BİR RESİM İKİ HAYAT

Yıldızlarla bezeli, lacivert örtüsüne bürünmüştü gökyüzü. Birkaç sokak lambasının aydınlığında çıkacaktı yola.

Öncesinde kapının eşiğine bir süre önce asmış olduğu çizime takıldı gözleri. Yüreğinde gökyüzünün derinliğini hissedebilenler, yıldızların yürek atışındaki pırpırlığını görebilenler, çizimin anlamını kavrayabiliyorlardı. Neyse ki sevmediklerinin sorularına yarım ağızdı cevapları. Olmadık sorular soruyorlardı nihayetinde. Ve onlar; yüreği fesatlıklarla, hainliklerle dolmuş olanlardı.

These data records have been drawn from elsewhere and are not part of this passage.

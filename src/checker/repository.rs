//! The case repository: decision text and valid pincite ranges.
//!
//! The pipeline only needs [`CaseRepository::fetch`]. [`MemoryRepository`] is
//! a simple in-memory implementation that can be loaded from a JSON file.

use crate::error::SemanticError;
use serde::{Deserialize, Serialize};
use slog::{debug, trace};
use std::collections::HashMap;

/// A decision held by a repository.
#[derive(Debug, Clone, PartialEq, Eq, Serialize, Deserialize)]
pub struct RepositoryRecord {
    pub text: String,
    pub valid_pin_range: (u32, u32),
}

/// A source of decisions, looked up by volume, reporter, and first page.
///
/// Implementations must return `Ok(None)` when the decision is unknown and
/// must reject a supplied pincite (or pincite range) that falls outside the
/// record's valid range; [`check_pin_range`] does the latter.
pub trait CaseRepository {
    fn fetch(
        &self,
        volume: &str,
        reporter: &str,
        page: &str,
        pincite: Option<&str>,
    ) -> Result<Option<RepositoryRecord>, SemanticError>;
}

/// Check `pincite` (a page like `485` or a range like `485-87`) against a
/// record's valid range.
///
/// An abbreviated range end takes its missing leading digits from the start,
/// so `485-87` covers pages 485 through 487. A range must not run backwards.
pub fn check_pin_range(record: &RepositoryRecord, pincite: &str) -> Result<(), SemanticError> {
    let (low, high) = record.valid_pin_range;
    let invalid = || SemanticError::PinciteInvalid(pincite.to_string());
    let parse = |s: &str| s.parse::<u32>().map_err(|_| invalid());

    let (first, last) = match pincite.split_once('-') {
        Some((start, end)) => {
            let (start, end) = (start.trim(), end.trim());
            let first = parse(start)?;
            let end = match start.len().checked_sub(end.len()) {
                Some(n) if n > 0 && !end.is_empty() => format!("{}{}", &start[..n], end),
                _ => end.to_string(),
            };
            let last = parse(&end)?;
            if last < first {
                return Err(invalid());
            }
            (first, last)
        }
        None => {
            let page = parse(pincite.trim())?;
            (page, page)
        }
    };
    trace!(slog_scope::logger(), "pin pages {}..={}", first, last);

    if low <= first && last <= high {
        Ok(())
    } else {
        Err(SemanticError::PinciteOutOfRange {
            pincite: pincite.to_string(),
            low,
            high,
        })
    }
}

/// An in-memory repository.
#[derive(Debug, Default, Clone)]
pub struct MemoryRepository {
    records: HashMap<String, RepositoryRecord>,
}

impl MemoryRepository {
    pub fn new() -> MemoryRepository {
        MemoryRepository::default()
    }

    pub fn insert(&mut self, volume: &str, reporter: &str, page: &str, record: RepositoryRecord) {
        self.records
            .insert(format!("{}_{}_{}", volume, reporter, page), record);
    }

    pub fn len(&self) -> usize {
        self.records.len()
    }

    pub fn is_empty(&self) -> bool {
        self.records.is_empty()
    }
}

impl CaseRepository for MemoryRepository {
    fn fetch(
        &self,
        volume: &str,
        reporter: &str,
        page: &str,
        pincite: Option<&str>,
    ) -> Result<Option<RepositoryRecord>, SemanticError> {
        let key = format!("{}_{}_{}", volume, reporter, page);
        trace!(slog_scope::logger(), "repository lookup: {}", key);

        match self.records.get(&key) {
            Some(record) => {
                if let Some(pin) = pincite {
                    check_pin_range(record, pin)?;
                }
                Ok(Some(record.clone()))
            }
            None => Ok(None),
        }
    }
}

/// One entry in a repository file.
#[derive(Debug, Deserialize)]
struct RepositoryEntry {
    volume: String,
    reporter: String,
    page: String,
    text: String,
    valid_pin_range: (u32, u32),
}

/// Deserialize a JSON array of repository entries.
pub fn build_repository(json: &str) -> Result<MemoryRepository, String> {
    debug!(slog_scope::logger(), "Starting repository parsing...");
    let entries: Vec<RepositoryEntry> = match serde_json::from_str(json) {
        Ok(e) => e,
        Err(e) => {
            let err_msg = format!("error deserializing the case repository—{}", e);
            return Err(err_msg);
        }
    };

    let mut repository = MemoryRepository::new();
    for entry in entries {
        repository.insert(
            &entry.volume,
            &entry.reporter,
            &entry.page,
            RepositoryRecord {
                text: entry.text,
                valid_pin_range: entry.valid_pin_range,
            },
        );
    }

    debug!(
        slog_scope::logger(),
        "Repository parsed: {} record(s)",
        repository.len()
    );
    Ok(repository)
}

#[cfg(test)]
mod tests {
    use super::*;

    fn brown() -> MemoryRepository {
        let mut repository = MemoryRepository::new();
        repository.insert(
            "347",
            "U.S.",
            "483",
            RepositoryRecord {
                text: "Brown v. Board decision text...".to_string(),
                valid_pin_range: (480, 500),
            },
        );
        repository
    }

    #[test]
    fn fetch_in_range() {
        let record = brown().fetch("347", "U.S.", "483", Some("490")).unwrap();
        assert!(record.is_some());

        let range = brown().fetch("347", "U.S.", "483", Some("485-495")).unwrap();
        assert!(range.is_some());
    }

    #[test]
    fn fetch_out_of_range() {
        assert_eq!(
            brown().fetch("347", "U.S.", "483", Some("501")),
            Err(SemanticError::PinciteOutOfRange {
                pincite: "501".to_string(),
                low: 480,
                high: 500
            })
        );
        assert!(brown().fetch("347", "U.S.", "483", Some("470-490")).is_err());
    }

    #[test]
    fn abbreviated_range_end() {
        assert!(brown().fetch("347", "U.S.", "483", Some("485-87")).is_ok());
        assert!(brown().fetch("347", "U.S.", "483", Some("498-9")).is_ok());
        assert_eq!(
            brown().fetch("347", "U.S.", "483", Some("495-05")),
            Err(SemanticError::PinciteInvalid("495-05".to_string()))
        );
        assert!(matches!(
            brown().fetch("347", "U.S.", "483", Some("495-505")),
            Err(SemanticError::PinciteOutOfRange { .. })
        ));
    }

    #[test]
    fn reversed_range() {
        assert_eq!(
            brown().fetch("347", "U.S.", "483", Some("495-485")),
            Err(SemanticError::PinciteInvalid("495-485".to_string()))
        );
    }

    #[test]
    fn fetch_bad_pincite() {
        assert_eq!(
            brown().fetch("347", "U.S.", "483", Some("passim")),
            Err(SemanticError::PinciteInvalid("passim".to_string()))
        );
    }

    #[test]
    fn fetch_missing() {
        assert_eq!(brown().fetch("1", "U.S.", "1", Some("1")), Ok(None));
    }

    #[test]
    fn load_from_json() {
        let json = r#"[
            {"volume": "291", "reporter": "U.S.", "page": "193",
             "text": "Opinion text here...", "valid_pin_range": [190, 210]}
        ]"#;
        let repository = build_repository(json).unwrap();

        assert_eq!(repository.len(), 1);
        let record = repository.fetch("291", "U.S.", "193", None).unwrap().unwrap();
        assert_eq!(record.valid_pin_range, (190, 210));
    }

    #[test]
    fn load_bad_json() {
        assert!(build_repository("{").is_err());
    }
}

Bahçe kapısına doğru adımını atarken gözleri buğulanmıştı. Adımları birbirini izlerken kollarını da belinde birleştirmişti. Canının sıkkın olduğu zamanlarda varacağı yere hep erkenden varırdı. Yine öyle olmuş, yolculuk yapacağı otobüsün hareket saatinden 1 saat evvel terminale varmıştı. Çok kalabalık sayılmazdı terminal. Boş bulduğu bir banka oturdu. Yanına oturan da olmadı. Zaten istemezdi. Çünkü kafasında dönüp duran düşünceler, yarın evladıyla konuşacaklarının karalaması niteliğindeydi.

Geriye dönüp baktığında, bugün hapishane görüşlerine gitmenin güçlüğünü fark etti. Her geçen gün elden-ayaktan düştüğünde. Evladının her tutuklanmasında yanı başındaydı. Hiçbir zaman yalnız bırakmadı onu, soğuk duvarlar arasında. Gücü, koşulu, olanakları neyse, en son limitine kadar zorlayıp hep hissettirdi varlığını. Şimdi ise gözleri görmede zayıflamış, kulakların işitmesi azalmıştı, üstelik trafik denetimlerinin yoğunluğu, tek eliyle araba sürmesine de engel oluyordu. Zorluyordu yine de bütün aşılmaz denilenleri aşmak için. Bu da yoruyordu tabi. Ve bir de otobüs yolculuğu. 10 saat fazla kat edilen yolda olmak. Peki ya yüreğinin yorgunluğu! En çok da onun acısını hissediyordu. 40 yıldır aynı yastığa baş koyup, beraber ağlayıp, beraber güldüğü, dertleştiği hayat arkadaşını, eşini yanında götürememek yüreğini çok yoruyordu. Bazen yokluğunu düşünüyor, eksikliğini, yaşamının ne demek olduğunu, hayal bile edemiyordu.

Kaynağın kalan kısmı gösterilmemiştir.